Using sunbeds leads to premature ageing of the skin – wrinkling and liver spots. Sunbeds also increase the risk of developing skin cancer including melanoma. For these reasons, sunbeds should not be used, and it will soon be illegal for those aged younger than 18 years to do so.
Although the number of people who develop melanoma is rising, it is still an uncommon type of cancer.
Types of Melanoma
There are four main types of melanoma which occur in the skin. These are known as cutaneous melanoma:
Superficial spreading melanoma is the most common type of melanoma. About 7 out of 10 (70%) are this type. They occur mostly in middle-aged people. The most common place in women is on the legs, while in men it is more common on the trunk, particularly the back.

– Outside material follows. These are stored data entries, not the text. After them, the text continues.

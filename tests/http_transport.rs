//! Tests for the HTTP transport: the synchronous and asynchronous flush
//! flows must be observably identical.

use std::net::SocketAddr;
use std::time::Duration;

use axum::routing::post;
use axum::Router;
use url::Url;

use girder::transport::{HttpTransport, Transport};
use girder::TransportErrorKind;

/// Start an in-process endpoint that echoes every POST body back.
async fn start_echo_endpoint() -> SocketAddr {
    let app = Router::new().route("/rpc", post(|body: axum::body::Bytes| async move { body }));
    let listener = tokio::net::TcpListener::bind("127.0.0.1:0").await.unwrap();
    let addr = listener.local_addr().unwrap();
    tokio::spawn(async move {
        let _ = axum::serve(listener, app).await;
    });
    addr
}

fn transport_for(addr: SocketAddr) -> HttpTransport {
    let url = Url::parse(&format!("http://{addr}/rpc")).unwrap();
    HttpTransport::builder(url)
        .connect_timeout(Duration::from_secs(2))
        .read_timeout(Duration::from_secs(2))
        .header("x-client", "girder-test")
        .build()
        .unwrap()
}

async fn read_all(transport: &mut HttpTransport) -> Vec<u8> {
    let mut out = Vec::new();
    let mut chunk = [0u8; 64];
    loop {
        match transport.read(&mut chunk).await {
            Ok(n) => out.extend_from_slice(&chunk[..n]),
            Err(e) => {
                assert_eq!(e.kind(), TransportErrorKind::EndOfFile);
                break;
            }
        }
    }
    out
}

#[tokio::test]
async fn sync_and_async_flush_read_identical_bytes() {
    let addr = start_echo_endpoint().await;
    let payload = b"[1,\"ping\",1,7,{}]";

    let mut sync_transport = transport_for(addr);
    sync_transport.write(payload).await.unwrap();
    sync_transport.flush().await.unwrap();
    let sync_bytes = read_all(&mut sync_transport).await;

    let mut async_transport = transport_for(addr);
    async_transport.write(payload).await.unwrap();
    let handle = async_transport.begin_flush().unwrap();
    async_transport.end_flush(handle).await.unwrap();
    let async_bytes = read_all(&mut async_transport).await;

    assert_eq!(sync_bytes, payload);
    assert_eq!(sync_bytes, async_bytes);
}

#[tokio::test]
async fn sync_and_async_flush_fail_identically_when_unreachable() {
    // Nothing listens here; both flows must classify the failure the same way.
    let url = Url::parse("http://127.0.0.1:9/rpc").unwrap();

    let mut sync_transport = HttpTransport::builder(url.clone())
        .connect_timeout(Duration::from_millis(500))
        .build()
        .unwrap();
    sync_transport.write(b"payload").await.unwrap();
    let sync_err = sync_transport.flush().await.unwrap_err();

    let mut async_transport = HttpTransport::builder(url)
        .connect_timeout(Duration::from_millis(500))
        .build()
        .unwrap();
    async_transport.write(b"payload").await.unwrap();
    let handle = async_transport.begin_flush().unwrap();
    let async_err = async_transport.end_flush(handle).await.unwrap_err();

    assert_eq!(sync_err.kind(), async_err.kind());
}

#[tokio::test]
async fn callback_consumer_observes_completion() {
    let addr = start_echo_endpoint().await;

    let mut transport = transport_for(addr);
    transport.write(b"observed").await.unwrap();
    let handle = transport.begin_flush().unwrap();

    let (tx, rx) = tokio::sync::oneshot::channel();
    handle.forward(move |outcome| {
        let _ = tx.send(outcome);
    });

    let outcome = tokio::time::timeout(Duration::from_secs(2), rx)
        .await
        .expect("callback should fire")
        .unwrap();
    assert_eq!(outcome.unwrap(), b"observed");
}

#[tokio::test]
async fn second_flush_rejected_while_one_is_in_flight() {
    // A blackhole address keeps the first exchange pending long enough.
    let url = Url::parse("http://10.255.255.1:9/rpc").unwrap();
    let mut transport = HttpTransport::builder(url)
        .connect_timeout(Duration::from_secs(5))
        .build()
        .unwrap();

    transport.write(b"first").await.unwrap();
    let _pending = transport.begin_flush().unwrap();

    transport.write(b"second").await.unwrap();
    let err = transport.begin_flush().unwrap_err();
    assert_eq!(err.kind(), TransportErrorKind::NotOpen);
}

#[tokio::test]
async fn read_before_any_exchange_is_rejected() {
    let url = Url::parse("http://127.0.0.1:9/rpc").unwrap();
    let mut transport = HttpTransport::builder(url).build().unwrap();

    let mut buf = [0u8; 8];
    let err = transport.read(&mut buf).await.unwrap_err();
    assert_eq!(err.kind(), TransportErrorKind::NotOpen);
}

#[tokio::test]
async fn output_buffer_resets_after_failed_flush() {
    let addr = start_echo_endpoint().await;
    let unreachable = Url::parse("http://127.0.0.1:9/rpc").unwrap();

    let mut transport = HttpTransport::builder(unreachable)
        .connect_timeout(Duration::from_millis(500))
        .build()
        .unwrap();
    transport.write(b"lost message").await.unwrap();
    assert!(transport.flush().await.is_err());

    // The failed message must not leak into the next exchange.
    let mut transport = transport_for(addr);
    transport.write(b"clean").await.unwrap();
    transport.flush().await.unwrap();
    assert_eq!(read_all(&mut transport).await, b"clean");
}
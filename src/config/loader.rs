//! Configuration loading from disk.

use std::fs;
use std::path::Path;

use thiserror::Error;
use url::Url;

use crate::config::schema::RpcConfig;

/// Error type for configuration loading.
#[derive(Debug, Error)]
pub enum ConfigError {
    #[error("could not read config file: {0}")]
    Io(#[from] std::io::Error),

    #[error("could not parse config file: {0}")]
    Parse(#[from] toml::de::Error),

    #[error("invalid configuration: {0}")]
    Invalid(String),
}

/// Load and validate configuration from a TOML file.
pub fn load_config(path: &Path) -> Result<RpcConfig, ConfigError> {
    let content = fs::read_to_string(path)?;
    let config: RpcConfig = toml::from_str(&content)?;
    validate(&config)?;
    Ok(config)
}

fn validate(config: &RpcConfig) -> Result<(), ConfigError> {
    if config.server.bind_address.is_empty() {
        return Err(ConfigError::Invalid(
            "server.bind_address must not be empty".to_string(),
        ));
    }
    if config.codec.depth_limit == 0 {
        return Err(ConfigError::Invalid(
            "codec.depth_limit must be at least 1".to_string(),
        ));
    }
    Url::parse(&config.http_client.url).map_err(|e| {
        ConfigError::Invalid(format!(
            "http_client.url {:?} is not a valid URL: {e}",
            config.http_client.url
        ))
    })?;
    if let Some(proxy) = &config.http_client.proxy {
        Url::parse(proxy).map_err(|e| {
            ConfigError::Invalid(format!("http_client.proxy {proxy:?} is not a valid URL: {e}"))
        })?;
    }
    Ok(())
}

#[cfg(test)]
mod tests {
    use super::*;

    #[test]
    fn partial_file_fills_defaults() {
        let config: RpcConfig = toml::from_str(
            r#"
            [server]
            bind_address = "0.0.0.0:7000"

            [codec]
            depth_limit = 16
            "#,
        )
        .unwrap();
        validate(&config).unwrap();

        assert_eq!(config.server.bind_address, "0.0.0.0:7000");
        assert_eq!(config.codec.depth_limit, 16);
        assert_eq!(config.http_client.connect_timeout_secs, 30);
        assert_eq!(config.http_client.media_type, "application/x-thrift");
        assert_eq!(config.observability.log_level, "info");
    }

    #[test]
    fn empty_file_is_valid() {
        let config: RpcConfig = toml::from_str("").unwrap();
        validate(&config).unwrap();
    }

    #[test]
    fn zero_depth_limit_rejected() {
        let config: RpcConfig = toml::from_str("[codec]\ndepth_limit = 0\n").unwrap();
        assert!(matches!(validate(&config), Err(ConfigError::Invalid(_))));
    }

    #[test]
    fn bad_url_rejected() {
        let config: RpcConfig = toml::from_str("[http_client]\nurl = \"not a url\"\n").unwrap();
        assert!(matches!(validate(&config), Err(ConfigError::Invalid(_))));
    }
}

They tend to start by spreading out across the surface of the skin. If the melanoma is removed at this stage whilst it is very thin, there is a very high chance of cure. If the melanoma is not removed, it will start to grow down deeper into the layers of the skin. There is then a risk that it will spread in the bloodstream or lymph system to other parts of the body.
Nodular melanoma occurs most often on the chest or back. It is most commonly found in middle-aged people. It tends to grow deeper into the skin quite quickly if it is not removed. This type of melanoma is often raised above the rest of the skin surface and feels like a bump. It may be very dark brown-black or black.
Lentigo maligna melanoma is most commonly found on the face, particularly in older people. It grows slowly and may take several years to develop.
Acral melanoma is usually found on the palms of the hands, soles of the feet or around the toenails.
Other very rare types of melanoma of the skin include amelanotic melanoma (in which the melanoma loses its pigment and appears as a white area) and desmoplastic melanoma (which contains fibrous scar tissue).
Melanoma can start in parts of the body other than the skin but this is very rare. The parts of the body that may be affected are the eye, the mouth, under the fingernails (known as subungual melanoma), the vulval or vaginal tissues or internally.
What are the symptoms of malignant melanoma?
Most melanomas start with a change in the appearance of normal skin. This can look like an abnormal new mole. Less than a third develop in existing moles.
It can be difficult to tell the difference between a mole and a melanoma, but the following checklist can be used to help. It is known as the ABCD list.
Asymmetry – Ordinary moles are usually symmetrical in shape. Melanomas are likely to be irregular or asymmetrical.
Border – Moles usually have a well-defined regular border. Melanomas are more likely to have an irregular border with jagged edges.
Colour – Moles are usually a uniform brown. Melanomas tend to have more than one colour. They may be varying shades of brown mixed with black, red, pink, white or a bluish tint.
Diameter – Moles are normally no bigger than the blunt end of a pencil (about 6mm across). Melanomas are usually more than 6mm in diameter.
Normal moles can be raised up from the skin and/or may be hairy.
Itching, crusting or bleeding may also occur in melanomas – these are less common signs but should not be ignored.
Very few ordinary moles become melanomas but it is best to discuss any changes with your doctor – the earlier melanoma is discovered, the more successful the treatment.